Frida Kahlo Museum. I scream-sang to “This Woman’s Work” at the Kate Bush singalong that closed out a recent Weirdo Night, the regular event performance artist Jibz Cameron presides over as Dynasty Handbag—a kind of freak church for the masked and the desperate who would do anything to laugh and cry en masse. 

Finding their way back to a practice is, I believe wholeheartedly, how artists find their way back to themselves, answering the Anthropocene’s unbearable question: How do we live? It’s the interior moment, the small but significant choice an artist makes to again encounter the creative self. This is where everything becomes possible. It is also their turns and returns to their creative work that guides me to answer the unbearable question for myself. 

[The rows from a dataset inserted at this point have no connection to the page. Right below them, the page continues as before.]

//! Position-independent class records.
//!
//! Nothing in here holds a pool index: instructions keep their opcode and register units
//! with the index operands zeroed, and a relocation list says which symbol belongs in each
//! slot. That is what lets a class be lifted out of one container and interned into another.
use crate::dex::encoded_values::{EncodedAnnotation, EncodedValue};
use crate::dex::error::DexError;
use crate::dex::opcodes;
use crate::types::{AccessFlags, FieldRef, MethodRef, Proto};

/// Receives every symbolic reference an item depends on.
pub trait RefSink {
    fn string(&mut self, value: &str);
    fn type_desc(&mut self, descriptor: &str);
    fn proto(&mut self, proto: &Proto);
    fn field(&mut self, field: &FieldRef);
    fn method(&mut self, method: &MethodRef);
}

pub const VISIBILITY_BUILD: u8 = 0x00;
pub const VISIBILITY_RUNTIME: u8 = 0x01;
pub const VISIBILITY_SYSTEM: u8 = 0x02;

#[derive(Debug, Clone, PartialEq, Eq, Hash)]
pub struct Annotation {
    pub visibility: u8,
    pub annotation: EncodedAnnotation,
}

#[derive(Debug, Clone, PartialEq, Eq)]
pub struct FieldDef {
    pub field: FieldRef,
    pub access: AccessFlags,
    /// Only meaningful for static fields.
    pub initial_value: Option<EncodedValue>,
    pub annotations: Vec<Annotation>,
}

impl FieldDef {
    pub fn new(field: FieldRef, access: AccessFlags) -> Self {
        FieldDef {
            field,
            access,
            initial_value: None,
            annotations: Vec::new(),
        }
    }

    pub fn is_static(&self) -> bool {
        self.access.contains(AccessFlags::STATIC)
    }
}

/// Which code units of an instruction hold its index operand.
#[derive(Debug, Clone, Copy, PartialEq, Eq, Hash)]
pub enum RefSlot {
    /// 16-bit index in the unit after the opcode (21c, 22c, 35c, 3rc, and the method of 45cc/4rcc).
    Unit1,
    /// 32-bit index spanning the two units after the opcode (31c).
    Unit1Wide,
    /// 16-bit proto index in the fourth unit (45cc, 4rcc).
    Unit3,
}

impl RefSlot {
    pub fn offset(self) -> usize {
        match self {
            RefSlot::Unit1 | RefSlot::Unit1Wide => 1,
            RefSlot::Unit3 => 3,
        }
    }
}

#[derive(Debug, Clone, PartialEq, Eq, Hash)]
pub enum RefTarget {
    String(String),
    Type(String),
    Field(FieldRef),
    Method(MethodRef),
    Proto(Proto),
}

/// The symbol referenced by the instruction starting at `position` (in code units).
#[derive(Debug, Clone, PartialEq, Eq, Hash)]
pub struct InsnRef {
    pub position: u32,
    pub slot: RefSlot,
    pub target: RefTarget,
}

#[derive(Debug, Clone, PartialEq, Eq, Hash)]
pub struct CatchHandler {
    pub exception: String,
    pub address: u32,
}

#[derive(Debug, Clone, PartialEq, Eq, Hash)]
pub struct TryBlock {
    pub start: u32,
    pub count: u16,
    pub handlers: Vec<CatchHandler>,
    pub catch_all: Option<u32>,
}

#[derive(Debug, Clone, PartialEq, Eq)]
pub struct Code {
    pub registers: u16,
    pub ins: u16,
    pub outs: u16,
    pub insns: Vec<u16>,
    pub refs: Vec<InsnRef>,
    pub tries: Vec<TryBlock>,
}

impl Code {
    /// Insert `prefix` ahead of the existing instructions.
    ///
    /// Branches are relative and survive untouched; try ranges, handler addresses and
    /// relocations are shifted. The prefix length must be even so that switch and array
    /// payloads stay 4-byte aligned.
    pub fn prepend(&mut self, prefix: CodeBuilder) -> Result<(), DexError> {
        let shift = prefix.insns.len() as u32;
        if shift % 2 != 0 {
            fail!("code prefix of {} units would misalign payloads", shift);
        }

        for r in self.refs.iter_mut() {
            r.position += shift;
        }
        for t in self.tries.iter_mut() {
            t.start += shift;
            for h in t.handlers.iter_mut() {
                h.address += shift;
            }
            if let Some(addr) = t.catch_all.as_mut() {
                *addr += shift;
            }
        }

        let mut insns = prefix.insns;
        insns.extend_from_slice(&self.insns);
        self.insns = insns;

        let mut refs = prefix.refs;
        refs.append(&mut self.refs);
        self.refs = refs;

        self.registers = self.registers.max(prefix.registers);
        self.outs = self.outs.max(prefix.outs);
        Ok(())
    }

    pub(crate) fn visit_refs(&self, sink: &mut impl RefSink) {
        for r in &self.refs {
            match &r.target {
                RefTarget::String(s) => sink.string(s),
                RefTarget::Type(t) => sink.type_desc(t),
                RefTarget::Field(f) => sink.field(f),
                RefTarget::Method(m) => sink.method(m),
                RefTarget::Proto(p) => sink.proto(p),
            }
        }
        for t in &self.tries {
            for h in &t.handlers {
                sink.type_desc(&h.exception);
            }
        }
    }
}

/// Assembles the handful of instructions the protection passes synthesize.
///
/// Registers are limited to `v0`..`v15`, which is all the 35c invoke format can name.
#[derive(Debug, Default)]
pub struct CodeBuilder {
    insns: Vec<u16>,
    refs: Vec<InsnRef>,
    registers: u16,
    outs: u16,
}

impl CodeBuilder {
    pub fn new() -> Self {
        Self::default()
    }

    fn touch(&mut self, reg: u8) {
        self.registers = self.registers.max(reg as u16 + 1);
    }

    fn push_ref(&mut self, slot: RefSlot, target: RefTarget) {
        self.refs.push(InsnRef {
            position: self.insns.len() as u32,
            slot,
            target,
        });
    }

    /// `const vAA, #+BBBBBBBB`
    pub fn const_int(mut self, reg: u8, value: i32) -> Self {
        self.touch(reg);
        let v = value as u32;
        self.insns.extend_from_slice(&[
            opcodes::OP_CONST as u16 | (reg as u16) << 8,
            v as u16,
            (v >> 16) as u16,
        ]);
        self
    }

    /// `const-string/jumbo vAA, string@BBBBBBBB`
    pub fn const_string_jumbo(mut self, reg: u8, value: &str) -> Self {
        self.touch(reg);
        self.push_ref(RefSlot::Unit1Wide, RefTarget::String(value.to_string()));
        self.insns.extend_from_slice(&[opcodes::OP_CONST_STRING_JUMBO as u16 | (reg as u16) << 8, 0, 0]);
        self
    }

    pub fn invoke_static(self, regs: &[u8], method: MethodRef) -> Self {
        self.invoke(opcodes::OP_INVOKE_STATIC, regs, method)
    }

    pub fn invoke_direct(self, regs: &[u8], method: MethodRef) -> Self {
        self.invoke(opcodes::OP_INVOKE_DIRECT, regs, method)
    }

    fn invoke(mut self, opcode: u8, regs: &[u8], method: MethodRef) -> Self {
        debug_assert!(regs.len() <= 5 && regs.iter().all(|&r| r < 16));
        let mut packed = [0u16; 5];
        for (slot, &r) in packed.iter_mut().zip(regs) {
            *slot = r as u16 & 0xF;
            self.touch(r);
        }
        self.outs = self.outs.max(regs.len() as u16);
        self.push_ref(RefSlot::Unit1, RefTarget::Method(method));
        self.insns.extend_from_slice(&[
            opcode as u16 | (regs.len() as u16) << 12 | packed[4] << 8,
            0,
            packed[0] | packed[1] << 4 | packed[2] << 8 | packed[3] << 12,
        ]);
        self
    }

    pub fn return_void(mut self) -> Self {
        self.insns.push(opcodes::OP_RETURN_VOID as u16);
        self
    }

    pub fn len(&self) -> usize {
        self.insns.len()
    }

    pub fn is_empty(&self) -> bool {
        self.insns.is_empty()
    }

    /// Finish a complete method body. `ins` registers are placed at the top of the frame.
    pub fn build(self, ins: u16) -> Code {
        Code {
            registers: self.registers.max(ins),
            ins,
            outs: self.outs,
            insns: self.insns,
            refs: self.refs,
            tries: Vec::new(),
        }
    }
}

#[derive(Debug, Clone, PartialEq, Eq)]
pub struct MethodDef {
    pub method: MethodRef,
    pub access: AccessFlags,
    pub code: Option<Code>,
    pub annotations: Vec<Annotation>,
    pub parameter_annotations: Vec<Vec<Annotation>>,
}

impl MethodDef {
    pub fn new(method: MethodRef, access: AccessFlags, code: Option<Code>) -> Self {
        MethodDef {
            method,
            access,
            code,
            annotations: Vec::new(),
            parameter_annotations: Vec::new(),
        }
    }

    pub fn is_static(&self) -> bool {
        self.access.contains(AccessFlags::STATIC)
    }

    pub fn is_native(&self) -> bool {
        self.access.contains(AccessFlags::NATIVE)
    }

    pub fn is_class_initializer(&self) -> bool {
        self.method.name == "<clinit>"
    }

    /// Direct methods are static, private or constructors; everything else dispatches virtually.
    pub fn is_direct(&self) -> bool {
        self.access
            .intersects(AccessFlags::STATIC | AccessFlags::PRIVATE | AccessFlags::CONSTRUCTOR)
    }
}

#[derive(Debug, Clone, PartialEq, Eq)]
pub struct ClassDef {
    pub descriptor: String,
    pub access: AccessFlags,
    pub superclass: Option<String>,
    pub interfaces: Vec<String>,
    pub source_file: Option<String>,
    pub annotations: Vec<Annotation>,
    pub static_fields: Vec<FieldDef>,
    pub instance_fields: Vec<FieldDef>,
    pub direct_methods: Vec<MethodDef>,
    pub virtual_methods: Vec<MethodDef>,
}

impl ClassDef {
    pub fn new(descriptor: &str, access: AccessFlags, superclass: Option<&str>) -> Self {
        ClassDef {
            descriptor: descriptor.to_string(),
            access,
            superclass: superclass.map(str::to_string),
            interfaces: Vec::new(),
            source_file: None,
            annotations: Vec::new(),
            static_fields: Vec::new(),
            instance_fields: Vec::new(),
            direct_methods: Vec::new(),
            virtual_methods: Vec::new(),
        }
    }

    /// The same class with no members: type, flags, supertypes and source file only.
    pub fn shell(&self) -> ClassDef {
        ClassDef {
            annotations: Vec::new(),
            static_fields: Vec::new(),
            instance_fields: Vec::new(),
            direct_methods: Vec::new(),
            virtual_methods: Vec::new(),
            ..self.clone()
        }
    }

    pub fn methods(&self) -> impl Iterator<Item = &MethodDef> {
        self.direct_methods.iter().chain(self.virtual_methods.iter())
    }

    pub fn fields(&self) -> impl Iterator<Item = &FieldDef> {
        self.static_fields.iter().chain(self.instance_fields.iter())
    }

    /// Add a method to the direct or virtual list according to its flags.
    pub fn add_method(&mut self, method: MethodDef) {
        if method.is_direct() {
            self.direct_methods.push(method);
        } else {
            self.virtual_methods.push(method);
        }
    }

    pub fn add_field(&mut self, field: FieldDef) {
        if field.is_static() {
            self.static_fields.push(field);
        } else {
            self.instance_fields.push(field);
        }
    }

    pub fn class_initializer_mut(&mut self) -> Option<&mut MethodDef> {
        self.direct_methods.iter_mut().find(|m| m.is_class_initializer())
    }

    /// The class initializer, synthesized as an empty `return-void` body when absent.
    pub fn ensure_class_initializer(&mut self) -> &mut MethodDef {
        let pos = match self.direct_methods.iter().position(|m| m.is_class_initializer()) {
            Some(pos) => pos,
            None => {
                let method = MethodRef::new(&self.descriptor, "<clinit>", Proto::new("V", &[]));
                let code = CodeBuilder::new().return_void().build(0);
                self.direct_methods.push(MethodDef::new(
                    method,
                    AccessFlags::STATIC | AccessFlags::CONSTRUCTOR,
                    Some(code),
                ));
                self.direct_methods.len() - 1
            }
        };
        &mut self.direct_methods[pos]
    }

    pub(crate) fn visit_refs(&self, sink: &mut impl RefSink) {
        sink.type_desc(&self.descriptor);
        if let Some(s) = &self.superclass {
            sink.type_desc(s);
        }
        for i in &self.interfaces {
            sink.type_desc(i);
        }
        if let Some(src) = &self.source_file {
            sink.string(src);
        }
        for a in &self.annotations {
            a.annotation.visit_refs(sink);
        }
        for f in self.fields() {
            sink.field(&f.field);
            if let Some(v) = &f.initial_value {
                v.visit_refs(sink);
            }
            for a in &f.annotations {
                a.annotation.visit_refs(sink);
            }
        }
        for m in self.methods() {
            sink.method(&m.method);
            if let Some(code) = &m.code {
                code.visit_refs(sink);
            }
            for a in m.annotations.iter().chain(m.parameter_annotations.iter().flatten()) {
                a.annotation.visit_refs(sink);
            }
        }
    }
}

An artist must make their work. They don’t have to share it, but, as someone who engages with creative work regularly to process my own emotions, I hope that they choose to. The reflexive question then is what can we do to support the creative work that we so badly need? This prompt calls upon audiences; it implicates me and the many like me who can recover and transform through experiencing others’ creative work. For the rest of my life, art will help me process, grieve, understand, and heal from everything that’s happened since March 2020. I want my work to contribute to an interdependent arts ecosystem that isn’t simply extractive of artists, but reciprocal. 

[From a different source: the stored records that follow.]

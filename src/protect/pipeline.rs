//! One protection run from input APK to output APK.
use crate::android::apk::{self, ANDROID_MANIFEST, DEFAULT_ABIS};
use crate::android::manifest::{BinaryManifest, ManifestError};
use crate::android::repackage::{repackage, NewEntry, DEFAULT_EXCLUSIONS};
use crate::config::ProtectConfig;
use crate::error::{IoResultExt, ProtectError, ProtectResult};
use crate::protect::assembler::{assemble, write_containers};
use crate::protect::codegen::{CodeGenerator, JniGlueGenerator};
use crate::protect::entry_point::{rewrite_primary, EntryPoint};
use crate::protect::filter::{AcceptancePolicy, RuleFilter};
use crate::protect::index::ClassIndex;
use crate::protect::native_build::{BuildOptions, CMakeBuilder, NativeBuilder};
use crate::protect::resolver::resolve_main_classes;
use crate::protect::shard::ShardProcessor;
use crate::protect::strategy::{IdentityOpcodes, RewriteStrategy, ShuffledOpcodes};
use crate::protect::templates::{template_sources, write_build_files, PublicKeyVerifier, VerifyCodeGenerator};
use log::{info, warn};
use std::fs;
use std::path::{Path, PathBuf};
use tempfile::TempDir;

/// Summary of a finished run.
#[derive(Debug, Clone, PartialEq, Eq)]
pub struct ProtectReport {
    pub package: String,
    /// Application class named by the output manifest, dotted.
    pub application: String,
    pub entry_point: EntryPoint,
    pub input_containers: usize,
    pub output_containers: usize,
    pub native_classes: usize,
    pub native_methods: usize,
    pub abis: Vec<String>,
    /// Archive names of the native libraries added, `lib/<abi>/<file>`.
    pub libraries: Vec<String>,
}

/// Scratch directories of one run, removed when dropped.
struct WorkDir {
    root: TempDir,
}

impl WorkDir {
    fn create(parent: Option<&Path>) -> ProtectResult<Self> {
        let mut builder = tempfile::Builder::new();
        builder.prefix("dexnative-");
        let root = match parent {
            Some(parent) => {
                fs::create_dir_all(parent).at_path(parent)?;
                builder.tempdir_in(parent).at_path(parent)?
            }
            None => builder.tempdir().at_path(std::env::temp_dir())?,
        };
        Ok(WorkDir { root })
    }

    fn dir(&self, name: &str) -> PathBuf {
        self.root.path().join(name)
    }
}

type StrategyFactory = Box<dyn Fn() -> Box<dyn RewriteStrategy>>;

/// Configured pipeline. Collaborators default to the shipped implementations and can be swapped.
pub struct Protector {
    config: ProtectConfig,
    policy: Box<dyn AcceptancePolicy>,
    generator: Box<dyn CodeGenerator>,
    strategy: StrategyFactory,
    verifier: Option<Box<dyn VerifyCodeGenerator>>,
    builder: Option<Box<dyn NativeBuilder>>,
    work_dir: Option<PathBuf>,
}

impl Protector {
    pub fn new(config: ProtectConfig) -> ProtectResult<Self> {
        config.validate()?;
        let policy = RuleFilter::from_config(&config.filter)?;
        let verifier: Option<Box<dyn VerifyCodeGenerator>> = match &config.verifier_public_key {
            Some(path) => Some(Box::new(PublicKeyVerifier::from_file(path)?)),
            None => None,
        };
        let builder = CMakeBuilder::new(BuildOptions::from_config(&config));
        Ok(Protector {
            config,
            policy: Box::new(policy),
            generator: Box::new(JniGlueGenerator::default()),
            strategy: Box::new(|| -> Box<dyn RewriteStrategy> { Box::new(ShuffledOpcodes::new()) }),
            verifier,
            builder: Some(Box::new(builder)),
            work_dir: None,
        })
    }

    pub fn with_policy(mut self, policy: impl AcceptancePolicy + 'static) -> Self {
        self.policy = Box::new(policy);
        self
    }

    pub fn with_generator(mut self, generator: impl CodeGenerator + 'static) -> Self {
        self.generator = Box::new(generator);
        self
    }

    /// Every run calls `factory` for its own opcode mapping.
    pub fn with_strategy<S, F>(mut self, factory: F) -> Self
    where
        S: RewriteStrategy + 'static,
        F: Fn() -> S + 'static,
    {
        self.strategy = Box::new(move || -> Box<dyn RewriteStrategy> { Box::new(factory()) });
        self
    }

    pub fn with_verifier(mut self, verifier: impl VerifyCodeGenerator + 'static) -> Self {
        self.verifier = Some(Box::new(verifier));
        self
    }

    pub fn with_builder(mut self, builder: impl NativeBuilder + 'static) -> Self {
        self.builder = Some(Box::new(builder));
        self
    }

    /// Skip compiling native libraries; the output then ships none of its own.
    pub fn without_native_build(mut self) -> Self {
        self.builder = None;
        self
    }

    /// Create the scratch directory under `dir` instead of the system temp directory.
    pub fn with_work_dir(mut self, dir: impl Into<PathBuf>) -> Self {
        self.work_dir = Some(dir.into());
        self
    }

    pub fn config(&self) -> &ProtectConfig {
        &self.config
    }

    /// The opcode mapping of one run.
    ///
    /// Without a template directory the interpreter is built elsewhere against the standard
    /// numbering, so the bytecode keeps it as well.
    fn run_strategy(&self) -> Box<dyn RewriteStrategy> {
        if self.config.template_dir.is_none() {
            warn!("no native template directory, bytecode keeps the standard opcode numbering");
            return Box::new(IdentityOpcodes);
        }
        (self.strategy)()
    }

    pub fn protect(&self, input: &Path, output: &Path) -> ProtectResult<ProtectReport> {
        let manifest_bytes = apk::read_entry(input, ANDROID_MANIFEST)?
            .ok_or_else(|| ManifestError::Malformed(format!("{} is not an APK", input.display())))?;
        let mut manifest = BinaryManifest::from_bytes(&manifest_bytes)?;
        let package = manifest.package_name()?;
        let entry_class = manifest.application_name()?;
        info!("protecting {} (application {})", package, entry_class);

        let work = WorkDir::create(self.work_dir.as_deref())?;
        let extract_dir = work.dir("extract");
        let dex_dir = work.dir("dex");
        let source_root = work.dir("native");
        let generated_dir = source_root.join("generated");
        let out_dir = work.dir("out");
        let build_root = work.dir("build");
        let staging = work.dir("staging");

        let strategy = self.run_strategy();
        template_sources(
            self.config.template_dir.as_deref(),
            &source_root,
            strategy.as_ref(),
            self.verifier.as_deref(),
            &package,
        )?;

        let inputs = apk::extract_dex_files(input, &extract_dir)?;
        if inputs.is_empty() {
            return Err(ProtectError::invariant(format!("{} contains no classes.dex", input.display())));
        }
        info!("{} input containers", inputs.len());

        let processor = ShardProcessor {
            policy: self.policy.as_ref(),
            generator: self.generator.as_ref(),
            strategy: strategy.as_ref(),
            register_class: &self.config.register_class,
        };
        let global = processor.process_all(&inputs, &dex_dir, &generated_dir)?;
        write_build_files(&source_root, &self.config.library_name, &global.sources())?;

        let index = ClassIndex::load(&global)?;
        let main = resolve_main_classes(&index, &entry_class)?;
        let containers = assemble(&index, &global, &main, self.config.max_pool_size)?;
        let files = write_containers(&containers, &out_dir)?;

        let primary = files
            .first()
            .ok_or_else(|| ProtectError::invariant("no primary container written"))?;
        let entry_point = rewrite_primary(primary, &main, &global, &self.config.library_name)?;
        let application = match &entry_point {
            EntryPoint::Synthesized(_) => {
                let name = entry_point.class_name();
                manifest.set_application_name(&name)?;
                info!("manifest application class set to {}", name);
                name
            }
            EntryPoint::Existing(_) => entry_class.clone(),
        };

        let abis = self.target_abis(input)?;
        let mut additions = Vec::new();
        let manifest_path = work.dir(ANDROID_MANIFEST);
        fs::write(&manifest_path, manifest.to_bytes()).at_path(&manifest_path)?;
        additions.push(NewEntry::new(ANDROID_MANIFEST, &manifest_path));
        for file in &files {
            let name = file
                .file_name()
                .and_then(|n| n.to_str())
                .ok_or_else(|| ProtectError::invariant(format!("bad container path {}", file.display())))?;
            additions.push(NewEntry::new(name, file));
        }

        let mut libraries = Vec::new();
        match &self.builder {
            Some(builder) => {
                for abi in &abis {
                    for library in builder.build(&source_root, &build_root, abi)? {
                        let Some(file_name) = library.file_name().and_then(|n| n.to_str()) else {
                            continue;
                        };
                        let name = format!("lib/{}/{}", abi, file_name);
                        additions.push(NewEntry::new(name.clone(), &library));
                        libraries.push(name);
                    }
                }
            }
            None => warn!("native build skipped, the output does not contain lib{}.so", self.config.library_name),
        }

        repackage(input, &staging, output, &DEFAULT_EXCLUSIONS, &additions)?;
        info!("wrote {}", output.display());

        Ok(ProtectReport {
            package,
            application,
            entry_point,
            input_containers: inputs.len(),
            output_containers: files.len(),
            native_classes: global.shards.iter().map(|s| s.native_classes().len()).sum(),
            native_methods: global.native_method_count(),
            abis,
            libraries,
        })
    }

    /// Configured ABIs, else those the input ships, else the defaults.
    fn target_abis(&self, input: &Path) -> ProtectResult<Vec<String>> {
        if !self.config.abis.is_empty() {
            return Ok(self.config.abis.clone());
        }
        let shipped = apk::list_abis(input)?;
        if !shipped.is_empty() {
            return Ok(shipped);
        }
        Ok(DEFAULT_ABIS.iter().map(|s| s.to_string()).collect())
    }
}

#[cfg(test)]
mod tests {
    use super::*;

    #[test]
    fn standard_numbering_without_templates() {
        let protector = Protector::new(ProtectConfig::default())
            .unwrap()
            .with_strategy(|| ShuffledOpcodes::from_seed(3));
        let strategy = protector.run_strategy();
        assert!((0..=255u8).all(|op| strategy.map(op) == op));
    }

    #[test]
    fn each_run_gets_a_fresh_mapping() {
        let config = ProtectConfig {
            template_dir: Some(PathBuf::from("template")),
            ..ProtectConfig::default()
        };
        let protector = Protector::new(config).unwrap();
        let a = protector.run_strategy();
        let b = protector.run_strategy();
        assert!((0..=255u8).any(|op| a.map(op) != b.map(op)));
    }
}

How can we—the public, the audiences, and the non-artists who are art-reliant—establish mutuality with the artists making the work we urgently need? Paying artists well for their labor would be a start. How can this go further, establishing a circle of mutual support between artists and audiences? If artists are valued for their work, for all of their risk-taking, vulnerability, and willingness to keep going despite all obstacles, how might that change their capacity to share their work with the public? 

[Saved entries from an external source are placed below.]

impl<'a> BinaryReader<'a> {
    fn new(data: &'a [u8]) -> Self {
        BinaryReader { data, pos: 0 }
    }

    fn at(data: &'a [u8], pos: usize) -> Self {
        BinaryReader { data, pos }
    }

    fn position(&self) -> usize {
        self.pos
    }

    fn read_u8(&mut self) -> ManifestResult<u8> {
        let value = *self
            .data
            .get(self.pos)
            .ok_or_else(|| malformed("unexpected end of binary XML"))?;
        self.pos += 1;
        Ok(value)
    }

    fn read_u16(&mut self) -> ManifestResult<u16> {
        let bytes = self
            .data
            .get(self.pos..self.pos + 2)
            .ok_or_else(|| malformed("unexpected end of binary XML"))?;
        self.pos += 2;
        Ok(u16::from_le_bytes([bytes[0], bytes[1]]))
    }

    fn read_u32(&mut self) -> ManifestResult<u32> {
        let bytes = self
            .data
            .get(self.pos..self.pos + 4)
            .ok_or_else(|| malformed("unexpected end of binary XML"))?;
        self.pos += 4;
        Ok(u32::from_le_bytes([bytes[0], bytes[1], bytes[2], bytes[3]]))
    }

    fn seek(&mut self, offset: usize) -> ManifestResult<()> {
        if offset > self.data.len() {
            return Err(malformed("attempted to seek past end of document"));
        }
        self.pos = offset;
        Ok(())
    }

    fn chunk_header(&mut self) -> ManifestResult<ChunkHeader> {
        let start = self.position();
        let chunk_type = self.read_u16()?;
        let header_size = self.read_u16()?;
        let chunk_size = self.read_u32()?;
        if chunk_size < header_size as u32 || chunk_size < 8 {
            return Err(malformed("invalid chunk sizing"));
        }
        let end = start
            .checked_add(chunk_size as usize)
            .ok_or_else(|| malformed("chunk size overflow"))?;
        if end > self.data.len() {
            return Err(malformed("chunk extends past end of document"));
        }
        Ok(ChunkHeader {
            chunk_type,
            header_size,
            chunk_size,
            start,
        })
    }
}

/// The document string pool, with its style spans kept opaque.
#[derive(Debug, Clone)]
struct StringPool {
    strings: Vec<String>,
    flags: u32,
    style_offsets: Vec<u32>,
    style_data: Vec<u8>,
}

As I write this, a memory from 2011 keeps calling: I’m in a San Francisco club watching supergroup Wild Flag play a show. It’s two-thirds of Sleater-Kinney plus Mary Timony and Rebecca Cole. Midway through the set, Carrie Brownstein asks for someone—anyone—to get her a whiskey from the bar. No one responds; the club’s din ensues. She asks again and, once more, nothing. A few beats and drummer Janet Weiss admonishes the crowd, “Can someone please get Carrie Brownstein a whiskey? She’s given you a lot of musical moments over the years.” The fourth wall down, the crowd seemed bewildered that these musical giants needed something from us, the sweaty, tipsy audience. I stood there, also stunned, but awash in realization. Maybe buying my ticket wasn’t enough, maybe there was more I could do. I didn’t buy the whiskey but eventually, someone did. It was just a drink, but that moment awakened me to the reality that the artists I loved needed to know I loved them, that I valued their work, and that I would give something back to help them keep going. We needed more from each other.

For the artist reading this, I want to say simply that you must make your work for yourself. You are not required to share it but, if you do, it could have a transformative effect on someone. It will help us feel, grieve, recover, and transform. Remember that Candace Chen, in Ling Ma’s fictitious pandemic, resumed her creative work amid annihilation. I realize now that my tears in response to Chen’s decision to resurrect her photography blog were responding also to something meta: it was both the fictional Chen’s turn to her art and Ma’s choice to have her protagonist do so that affected me. Through her fictive protagonist, the author indicated that healing from wild grief was possible when artmaking was used as a vehicle to move through catastrophe. 

This essay was originally published in Carla issue 28.

Beth Pickens is a Los Angeles-based consultant for artists and arts organizations. She is the author of Make Your Art No Matter What (Chronicle Books, 2021) and Your Art Will Save Your Life (Feminist Press, 2018). Her podcast, Mind Your Practice, is widely available, as is her monthly artist support service, Homework Club.